Sauberer Strom in Mittelamerika: Klimaneutralität auf der Kippe

Costa Rica will als erstes Land den gesamten Energiebedarf aus regenerativen Quellen decken. Das ehrgeizige Ziel droht zu scheitern.

"So kurz vor dem Ziel": Laura Chinchilla, die Präsidentin Costa Ricas, bekommt Probleme mit ihren ehrgeizigen Klimazielen. Bild: reuters

Spätestens ab 2014 droht in Costa Rica die Energie knapp zu werden. Damit steht der Ruf des zentralamerikanischen Landes als klimafreundlicher Vorreiter der Region auf dem Spiel. Im Juni 2007 hatte der damalige Präsident Oscar Arias Sánchez das Ziel ausgegeben, Costa Rica solle bis 2021 als erstes Land der Welt klimaneutral wirtschaften. Der gesamte Strombedarf soll bis dahin aus regenerativen Energiequellen wie Wasser, Wind, Erdwärme und Co. gewonnen werden.

Doch mehrere Rückschläge bedrohen derzeit das ehrgeizige Vorhaben. Gleich bei zwei Großprojekten musste das nationale Elektrizitätsinstitut (ICE) mittlerweile Verzögerungen einräumen. Wasserkraftwerk Reventazón dürfte sich um zwei Jahre verspäten.

Noch schlechter sieht es beim mit 630 Megawatt gut doppelt so großen Projekt El Diquís aus. "Der geplante Stausee liegt zu etwa zehn Prozent im Territorium des indigenen Volkes der Térraba.

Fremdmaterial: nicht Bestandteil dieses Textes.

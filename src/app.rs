//! App state and core application logic
//!
//! Manages the route-driven view state, navigation history, and the
//! command/message exchange with the background request worker.
//!
//! Every route activation starts a new *generation*. Requests are tagged with
//! the generation they were issued under, and a response is applied only while
//! that generation is still current. Responses for a screen the user has
//! already left are dropped.

use crossterm::event::{KeyCode, KeyEvent, KeyModifiers};
use tokio::sync::mpsc;

use crate::api::EmbedService;
use crate::models::{MovieId, MovieSummary};
use crate::route::Route;

/// Maximum tiles shown in the trending and related grids
pub const GRID_LIMIT: usize = 10;

/// Tiles per grid row
pub const GRID_COLUMNS: usize = 5;

/// Watch screen header when no title is known
pub const DEFAULT_TITLE: &str = "Now Streaming";

// =============================================================================
// Worker Protocol
// =============================================================================

/// Requests sent from the app to the background worker
#[derive(Debug, Clone, PartialEq, Eq)]
pub enum AppCommand {
    /// Weekly trending list for the catalog
    FetchTrending { generation: u64 },
    /// Catalog search; `seq` orders searches within one activation
    SearchCatalog {
        generation: u64,
        seq: u64,
        query: String,
    },
    /// Title lookup for the watch screen
    FetchTitle { generation: u64, id: MovieId },
    /// Similar movies for the watch screen
    FetchRelated { generation: u64, id: MovieId },
    /// Watch-screen search that jumps to the first match
    JumpSearch { generation: u64, query: String },
    /// Open the embed player in the system browser
    OpenPlayer { url: String },
}

impl AppCommand {
    /// Generation the request was issued under, if it carries one
    pub fn generation(&self) -> Option<u64> {
        match self {
            AppCommand::FetchTrending { generation }
            | AppCommand::SearchCatalog { generation, .. }
            | AppCommand::FetchTitle { generation, .. }
            | AppCommand::FetchRelated { generation, .. }
            | AppCommand::JumpSearch { generation, .. } => Some(*generation),
            AppCommand::OpenPlayer { .. } => None,
        }
    }
}
//! MovieHub - terminal movie catalog with an embed player
//!
//! Search TMDB, browse this week's trending movies, and open any of them in
//! a web embed player.
//!
//! # Modules
//!
//! - `models` - Movie summaries, details and identifiers
//! - `api` - TMDB client and embed/poster URL builders
//! - `route` - `/` and `/watch/:id` navigation targets
//! - `app` - Application state, navigation and the worker protocol
//! - `worker` - Background request execution
//! - `launcher` - Opening the player in the system browser
//! - `ui` - TUI components
//! - `cli` / `commands` - Scriptable subcommands
//! - `config` / `logging` - Ambient setup

pub mod api;
pub mod app;
pub mod cli;
pub mod commands;
pub mod config;
pub mod launcher;
pub mod logging;
pub mod models;
pub mod route;
pub mod ui;
pub mod worker;

// Re-export commonly used types
pub use models::{MovieDetail, MovieId, MovieSummary};

pub use api::{EmbedService, TmdbClient, TmdbError};
pub use app::{App, AppCommand, AppMessage, DetailPhase, DetailState};
pub use route::Route;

Die wollen das Projekt nicht", erklärt der Direktor der Vereinigung der costa-ricanischen Energieproduzenten (Acope), Mario Alvarado Mora.

Inzwischen hat Präsidentin Laura Chinchilla das Problem zur Chefsache gemacht. Das ICE als staatlicher Energieversorger und die zuständigen Ministerien müssten unbedingt gegensteuern, um die drohenden Energieengpässe zu verhindern. Noch in diesem Monat sollen sie entsprechende Konzepte vorlegen. Laut Acope klettert der Energiebedarf des Landes um jährlich sechs Prozent. Die Pläne des ICE reichten gerade so aus, um den Bedarf zu decken - sofern es zu keinen Rückschlägen wie bei Reventazón oder El Diquís kommt.

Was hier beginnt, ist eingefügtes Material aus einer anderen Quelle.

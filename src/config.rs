//! Configuration management for MovieHub
//!
//! Handles config file loading and TMDB bearer token resolution.
//! Config is stored at ~/.config/moviehub/config.toml

use anyhow::{Context, Result};
use serde::Deserialize;
use std::path::{Path, PathBuf};

use crate::api::embed::DEFAULT_EMBED_BASE_URL;
use crate::api::tmdb::{DEFAULT_LANGUAGE, TMDB_BASE_URL};

/// Environment variables checked for the bearer token, in order
pub const TOKEN_ENV_VARS: &[&str] = &["TMDB_BEARER", "VITE_TMDB_BEARER"];

/// Application configuration
///
/// Loaded once at startup and treated as read-only afterwards.
#[derive(Debug, Clone, Default, Deserialize)]
pub struct Config {
    /// TMDB v4 read access token (bearer)
    pub tmdb_bearer: Option<String>,
    /// Response language, e.g. "en-US"
    pub language: Option<String>,
    /// Override for the TMDB API root
    pub api_base_url: Option<String>,
    /// Override for the embed player root
    pub embed_base_url: Option<String>,
    /// Directory for the TUI log file
    pub log_dir: Option<PathBuf>,
}

impl Config {
    /// Get config file path (~/.config/moviehub/config.toml)
    pub fn path() -> Option<PathBuf> {
        dirs::config_dir().map(|p| p.join("moviehub").join("config.toml"))
    }

    /// Load config from the default path, or return default if not found
    pub fn load() -> Result<Self> {
        match Self::path() {
            Some(path) => Self::load_from(&path),
            None => Ok(Self::default()),
        }
    }

    /// Load config from a specific file. A missing file yields the default;
    /// an unreadable or malformed one is an error.
    pub fn load_from(path: &Path) -> Result<Self> {
        let contents = match std::fs::read_to_string(path) {
            Ok(s) => s,
            Err(e) if e.kind() == std::io::ErrorKind::NotFound => return Ok(Self::default()),
            Err(e) => {
                return Err(e).with_context(|| format!("Failed to read {}", path.display()))
            }
        };
        toml::from_str(&contents).with_context(|| format!("Malformed config {}", path.display()))
    }

    /// Get the TMDB bearer token with fallback chain:
    /// 1. Environment variable TMDB_BEARER
    /// 2. Environment variable VITE_TMDB_BEARER
    /// 3. Token from config file
    pub fn bearer_token(&self) -> Option<String> {
        TOKEN_ENV_VARS
            .iter()
            .find_map(|var| std::env::var(var).ok())
            .or_else(|| self.tmdb_bearer.clone())
            .filter(|t| !t.trim().is_empty())
    }

    pub fn language(&self) -> &str {
        self.language.as_deref().unwrap_or(DEFAULT_LANGUAGE)
    }

    pub fn api_base_url(&self) -> &str {
        self.api_base_url.as_deref().unwrap_or(TMDB_BASE_URL)
    }

    pub fn embed_base_url(&self) -> &str {
        self.embed_base_url.as_deref().unwrap_or(DEFAULT_EMBED_BASE_URL)
    }

    /// Directory for the TUI log file (defaults to the cache dir)
    pub fn log_dir(&self) -> PathBuf {
        self.log_dir
            .clone()
            .or_else(|| dirs::cache_dir().map(|p| p.join("moviehub")))
            .unwrap_or_else(std::env::temp_dir)
    }
}

#[cfg(test)]
mod tests {
    use super::*;

    #[test]
    fn test_config_default() {
        let config = Config::default();
        assert!(config.tmdb_bearer.is_none());
        assert_eq!(config.language(), "en-US");
        assert_eq!(config.api_base_url(), "https://api.themoviedb.org/3");
        assert_eq!(config.embed_base_url(), "https://vidsrc.icu/embed/movie");
    }

    #[test]
    fn test_config_parses_toml() {
        let config: Config = toml::from_str(
            r#"
            tmdb_bearer = "abc"
            language = "fr-FR"
            embed_base_url = "https://player.example/movie"
            "#,
        )
        .unwrap();
        assert_eq!(config.tmdb_bearer.as_deref(), Some("abc"));
        assert_eq!(config.language(), "fr-FR");
        assert_eq!(config.embed_base_url(), "https://player.example/movie");
    }

    fn temp_config(name: &str, contents: &str) -> PathBuf {
        let dir = std::env::temp_dir().join(format!("moviehub-config-{}-{}", name, std::process::id()));
        std::fs::create_dir_all(&dir).unwrap();
        let path = dir.join("config.toml");
        std::fs::write(&path, contents).unwrap();
        path
    }

    #[test]
    fn test_load_from_file() {
        let path = temp_config("valid", "language = \"es-ES\"\n");
        let loaded = Config::load_from(&path).unwrap();
        assert_eq!(loaded.language(), "es-ES");

        let _ = std::fs::remove_dir_all(path.parent().unwrap());
    }

    #[test]
    fn test_load_malformed_file_is_error() {
        let path = temp_config("malformed", "language = [unclosed\n");
        let err = Config::load_from(&path).unwrap_err();
        assert!(err.to_string().contains("Malformed config"));

        let _ = std::fs::remove_dir_all(path.parent().unwrap());
    }

    #[test]
    fn test_load_missing_file_is_default() {
        let config = Config::load_from(Path::new("/nonexistent/moviehub/config.toml")).unwrap();
        assert!(config.tmdb_bearer.is_none());
    }
}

Kleinprojekte könnten Lücke schließen

Salomón Lechtman von privatem Projektentwickler EcoEnergía ist zuversichtlich, dass die energiepolitische Wende in Costa Rica ohne Stromausfälle zu schaffen ist. Das Unternehmen betreibt einen Windpark am Arenalsee und will die Anlage erweitern. Das bringt zwar nur neun Megawatt, aber das Potenzial solcher Kleinprojekte liege bei einigen hundert Megawatt, schätzt Lechtmann: "Die könnten die ab 2014 entstehende Lücke schließen, wenn die Politik die Weichen stellt."

Grundsätzliche Entscheidungen über die Entwicklung des Marktes sowie einen Kilowattpreis von mindestens zehn US-Cent fordert auch Alvarado Mora. Private Projektentwickler, zu denen unter anderem die deutsche Juwi gehört, könnten davon profitieren. Das Unternehmen aus Wörrstadt unterhält seit rund drei Jahren eine Dependance in der Landeshauptstadt San José, um von dort aus den Markt in Mittelamerika und der Karibik zu entwickeln. Derzeit baut Juwi den Windpark Valle Central nahe der Hauptstadt San José.

Bisher ist Costa Rica mit derzeit fünf Windparks regionaler Vorreiter. Im kommenden Jahr sollen die 17 Windräder mit jeweils 900 Kilowatt Leistung in Valle Central ans Netz gehen. Schnellere Entscheidungsstrukturen würde sich aber auch Juwi-Mitarbeiter Tobias Cossen wünschen, der derzeit ein weiteres Windenergieprojekt in Costa Rica vorbereitet. Dann könnte das ehrgeizige Ziel, bis 2021 klimaneutral zu wirtschaften, auch noch erreicht werden.